Bystanders are “individuals who observe violence or witness the conditions that perpetuate violence. They are not directly involved but have the choice to intervene, speak up, or do something about it.”“They are someone who is present and thus potentially in position to discourage, prevent, or interrupt an incident.”
What Is Bystander Intervention?
Bystander intervention is the act of feeling empowered and equipped with the knowledge and skills to effectively assist in the prevention of sexual violence. Bystander intervention doesn’t have to jeopardize the safety of the bystander. Bystander intervention and “bystander education programs teach potential witnesses safe and positive ways that they can act to prevent or intervene when there is a risk for sexual violence. This approach gives community members specific roles that they can use in preventing sexual violence, including naming and stopping situations that could lead to sexual violence before it happens, stepping in during an incident, and speaking out against ideas and behaviors that support sexual violence. It also gives individuals the skills to be an effective and supportive ally to survivors after an assault has taken place.”

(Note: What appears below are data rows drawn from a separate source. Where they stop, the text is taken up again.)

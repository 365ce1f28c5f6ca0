//! Iterator over satisfying paths in a BDD.
//!
//! Each path is a conjunction of DIMACS-style literals that makes the
//! function true; variables skipped along the path are don't-cares, so a
//! path can stand for many minterms. The number of paths can be
//! exponential in the diagram size.
//!
//! # Example
//!
//! ```
//! use ananke_dd::manager::Dd;
//!
//! let dd = Dd::new(2);
//! let x = dd.ith_var(1);
//! let y = dd.ith_var(2);
//!
//! // f = x XOR y (true when exactly one holds)
//! let f = dd.apply_xor(x, y);
//!
//! let paths: Vec<_> = dd.paths(f).collect();
//! assert_eq!(paths.len(), 2);
//! ```

use crate::manager::Dd;
use crate::reference::Ref;

impl Dd {
    /// Iterates over all paths from `f` to the TRUE terminal, each as a
    /// vector of DIMACS-style literals.
    ///
    /// The constant TRUE has exactly one path (the empty one); the constant
    /// FALSE has none.
    pub fn paths(&self, f: Ref) -> BddPaths<'_> {
        BddPaths {
            dd: self,
            stack: vec![(f, Vec::new())],
        }
    }

    /// Iterates over all paths to the FALSE terminal; equivalent to
    /// `paths(-f)` but explicit about intent.
    pub fn paths_to_false(&self, f: Ref) -> BddPaths<'_> {
        self.paths(-f)
    }
}

/// Iterator over satisfying paths, created by [`Dd::paths`].
pub struct BddPaths<'a> {
    dd: &'a Dd,
    stack: Vec<(Ref, Vec<i32>)>,
}

impl Iterator for BddPaths<'_> {
    type Item = Vec<i32>;

    fn next(&mut self) -> Option<Self::Item> {
        while let Some((node, path)) = self.stack.pop() {
            if self.dd.is_zero(node) {
                continue;
            }
            if self.dd.is_one(node) {
                return Some(path);
            }

            let v = self.dd.variable(node.index()).id() as i32;

            let mut path_high = path.clone();
            path_high.push(v);
            self.stack.push((self.dd.high_node(node), path_high));

            let mut path_low = path;
            path_low.push(-v);
            self.stack.push((self.dd.low_node(node), path_low));
        }
        None
    }
}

“Someone who sees a situation but may or may not know what to do, may think others will act or may be afraid to do something.” “It is important to note that when sexual assault prevention educators talk about bystanders, they typically mean people who know each other, such as friends, classmates, colleagues, or members of sports teams. The dynamics of bystander behavior – and the impediments to action – are very different when people know the perpetrator or victim, versus when they are strangers.”
Bystander intervention can be something as small as a young adult telling his/her friend that his/her sexist language is offensive or as great as a college student calling the police if s/he witnesses an act of sexual violence from a dorm window. Regardless of the level of intervention, there are safe ways to help prevent sexual violence.